## What you need to do
Across the data, every line with the word "payload" counts once; state the total alone.

══════════════════════════════

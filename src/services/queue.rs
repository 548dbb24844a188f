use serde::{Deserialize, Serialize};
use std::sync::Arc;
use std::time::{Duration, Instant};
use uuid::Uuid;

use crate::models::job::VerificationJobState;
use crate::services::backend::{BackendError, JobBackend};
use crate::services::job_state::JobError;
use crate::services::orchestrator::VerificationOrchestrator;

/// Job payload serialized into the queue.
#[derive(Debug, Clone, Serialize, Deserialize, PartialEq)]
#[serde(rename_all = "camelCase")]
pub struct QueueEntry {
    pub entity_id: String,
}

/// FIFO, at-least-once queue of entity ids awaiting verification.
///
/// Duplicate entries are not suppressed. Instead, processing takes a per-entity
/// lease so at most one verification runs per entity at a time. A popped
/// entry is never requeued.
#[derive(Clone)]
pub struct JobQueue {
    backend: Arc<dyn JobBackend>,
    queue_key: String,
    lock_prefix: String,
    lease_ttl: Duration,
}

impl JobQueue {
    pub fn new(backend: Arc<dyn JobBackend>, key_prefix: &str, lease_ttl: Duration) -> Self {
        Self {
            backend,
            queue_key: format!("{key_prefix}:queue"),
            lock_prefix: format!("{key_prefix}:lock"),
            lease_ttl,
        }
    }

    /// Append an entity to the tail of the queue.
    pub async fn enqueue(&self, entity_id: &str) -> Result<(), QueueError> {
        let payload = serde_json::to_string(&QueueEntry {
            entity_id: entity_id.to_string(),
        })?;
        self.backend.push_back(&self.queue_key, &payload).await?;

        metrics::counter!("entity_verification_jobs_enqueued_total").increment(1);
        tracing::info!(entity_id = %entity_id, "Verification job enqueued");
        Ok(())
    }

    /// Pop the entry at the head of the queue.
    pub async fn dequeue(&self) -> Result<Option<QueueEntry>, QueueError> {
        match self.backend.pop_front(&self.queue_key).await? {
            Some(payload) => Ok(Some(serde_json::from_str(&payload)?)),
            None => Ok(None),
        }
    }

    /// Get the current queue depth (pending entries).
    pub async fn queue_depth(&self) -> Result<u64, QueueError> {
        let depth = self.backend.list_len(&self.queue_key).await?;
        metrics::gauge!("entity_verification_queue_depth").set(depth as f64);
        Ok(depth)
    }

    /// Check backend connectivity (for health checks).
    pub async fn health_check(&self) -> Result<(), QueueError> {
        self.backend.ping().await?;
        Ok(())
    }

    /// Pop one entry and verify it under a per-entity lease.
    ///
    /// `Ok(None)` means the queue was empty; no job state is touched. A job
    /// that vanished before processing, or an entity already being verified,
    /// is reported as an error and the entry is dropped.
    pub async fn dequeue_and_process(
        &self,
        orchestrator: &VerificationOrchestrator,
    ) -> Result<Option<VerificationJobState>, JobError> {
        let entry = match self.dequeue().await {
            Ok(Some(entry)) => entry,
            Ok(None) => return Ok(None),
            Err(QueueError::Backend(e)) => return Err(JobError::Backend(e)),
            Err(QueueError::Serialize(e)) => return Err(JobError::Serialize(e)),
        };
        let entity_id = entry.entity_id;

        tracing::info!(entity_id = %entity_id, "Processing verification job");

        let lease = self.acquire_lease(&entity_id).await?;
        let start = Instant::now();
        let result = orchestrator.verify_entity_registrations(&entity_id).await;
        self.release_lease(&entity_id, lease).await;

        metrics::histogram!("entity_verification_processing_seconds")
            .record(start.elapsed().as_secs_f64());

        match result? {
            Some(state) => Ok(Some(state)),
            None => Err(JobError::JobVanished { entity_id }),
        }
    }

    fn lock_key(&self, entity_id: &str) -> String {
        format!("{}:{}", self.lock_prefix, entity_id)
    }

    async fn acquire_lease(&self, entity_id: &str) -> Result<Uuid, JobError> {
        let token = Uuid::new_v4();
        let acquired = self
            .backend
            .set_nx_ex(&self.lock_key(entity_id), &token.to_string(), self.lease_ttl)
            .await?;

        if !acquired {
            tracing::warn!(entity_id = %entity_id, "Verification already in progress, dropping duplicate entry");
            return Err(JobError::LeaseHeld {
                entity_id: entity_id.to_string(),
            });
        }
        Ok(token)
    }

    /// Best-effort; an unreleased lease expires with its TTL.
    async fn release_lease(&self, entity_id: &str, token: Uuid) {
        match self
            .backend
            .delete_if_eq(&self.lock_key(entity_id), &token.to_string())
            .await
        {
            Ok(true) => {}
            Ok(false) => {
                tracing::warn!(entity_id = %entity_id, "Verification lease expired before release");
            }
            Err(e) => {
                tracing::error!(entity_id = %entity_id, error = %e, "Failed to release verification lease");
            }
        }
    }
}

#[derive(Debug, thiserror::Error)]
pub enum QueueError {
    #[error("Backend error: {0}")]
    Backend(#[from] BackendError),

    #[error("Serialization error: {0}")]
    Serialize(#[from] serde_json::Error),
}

══════════════════════════════

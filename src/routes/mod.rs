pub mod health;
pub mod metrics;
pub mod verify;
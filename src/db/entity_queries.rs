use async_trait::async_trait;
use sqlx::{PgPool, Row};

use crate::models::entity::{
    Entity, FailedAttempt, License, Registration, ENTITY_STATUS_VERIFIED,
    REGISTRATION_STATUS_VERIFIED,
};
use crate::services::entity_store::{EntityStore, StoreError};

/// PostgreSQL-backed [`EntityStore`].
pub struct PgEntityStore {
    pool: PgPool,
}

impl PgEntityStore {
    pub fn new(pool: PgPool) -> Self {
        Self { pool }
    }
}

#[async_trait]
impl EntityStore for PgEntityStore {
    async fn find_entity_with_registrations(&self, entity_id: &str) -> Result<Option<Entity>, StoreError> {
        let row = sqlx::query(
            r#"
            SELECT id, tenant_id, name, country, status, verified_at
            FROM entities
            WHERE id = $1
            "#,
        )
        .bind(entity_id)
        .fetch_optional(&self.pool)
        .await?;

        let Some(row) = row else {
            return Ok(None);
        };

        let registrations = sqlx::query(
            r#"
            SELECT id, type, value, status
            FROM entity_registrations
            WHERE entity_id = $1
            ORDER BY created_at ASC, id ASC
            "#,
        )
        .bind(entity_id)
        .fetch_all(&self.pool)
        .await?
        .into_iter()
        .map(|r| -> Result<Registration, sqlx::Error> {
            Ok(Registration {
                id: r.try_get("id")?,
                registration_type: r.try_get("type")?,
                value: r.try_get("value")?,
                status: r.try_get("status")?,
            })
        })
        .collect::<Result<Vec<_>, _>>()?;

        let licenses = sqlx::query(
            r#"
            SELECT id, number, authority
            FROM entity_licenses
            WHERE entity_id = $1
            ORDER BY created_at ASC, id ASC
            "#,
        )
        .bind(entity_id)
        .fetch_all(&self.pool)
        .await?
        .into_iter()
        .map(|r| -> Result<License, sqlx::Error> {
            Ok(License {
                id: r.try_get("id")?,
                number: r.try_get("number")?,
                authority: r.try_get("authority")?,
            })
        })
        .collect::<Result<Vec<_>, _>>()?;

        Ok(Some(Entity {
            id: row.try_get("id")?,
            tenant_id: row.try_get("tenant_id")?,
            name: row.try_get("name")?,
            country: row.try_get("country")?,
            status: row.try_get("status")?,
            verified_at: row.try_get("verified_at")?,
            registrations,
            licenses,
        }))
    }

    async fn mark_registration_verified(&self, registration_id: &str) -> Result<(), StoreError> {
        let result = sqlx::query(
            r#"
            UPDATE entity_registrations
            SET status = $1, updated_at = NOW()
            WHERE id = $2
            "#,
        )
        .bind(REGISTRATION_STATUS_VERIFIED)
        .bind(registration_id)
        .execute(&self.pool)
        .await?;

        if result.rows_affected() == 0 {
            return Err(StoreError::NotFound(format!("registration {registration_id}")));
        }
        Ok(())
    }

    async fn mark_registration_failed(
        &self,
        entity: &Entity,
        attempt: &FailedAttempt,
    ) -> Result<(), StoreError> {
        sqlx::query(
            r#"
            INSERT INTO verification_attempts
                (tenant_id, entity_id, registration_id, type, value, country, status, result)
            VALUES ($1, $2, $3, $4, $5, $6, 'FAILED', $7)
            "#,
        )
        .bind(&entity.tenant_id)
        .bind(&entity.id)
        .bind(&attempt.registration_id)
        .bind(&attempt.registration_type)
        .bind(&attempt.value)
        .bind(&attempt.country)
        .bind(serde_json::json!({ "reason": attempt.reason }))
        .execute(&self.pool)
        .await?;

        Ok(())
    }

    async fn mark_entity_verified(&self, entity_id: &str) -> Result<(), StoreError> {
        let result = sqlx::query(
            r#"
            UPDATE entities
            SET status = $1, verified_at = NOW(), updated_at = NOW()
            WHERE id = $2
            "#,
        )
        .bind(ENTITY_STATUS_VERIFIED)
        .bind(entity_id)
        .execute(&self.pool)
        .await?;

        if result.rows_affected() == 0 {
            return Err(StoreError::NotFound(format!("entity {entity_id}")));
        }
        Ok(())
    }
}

══════════════════════════════

## Response
4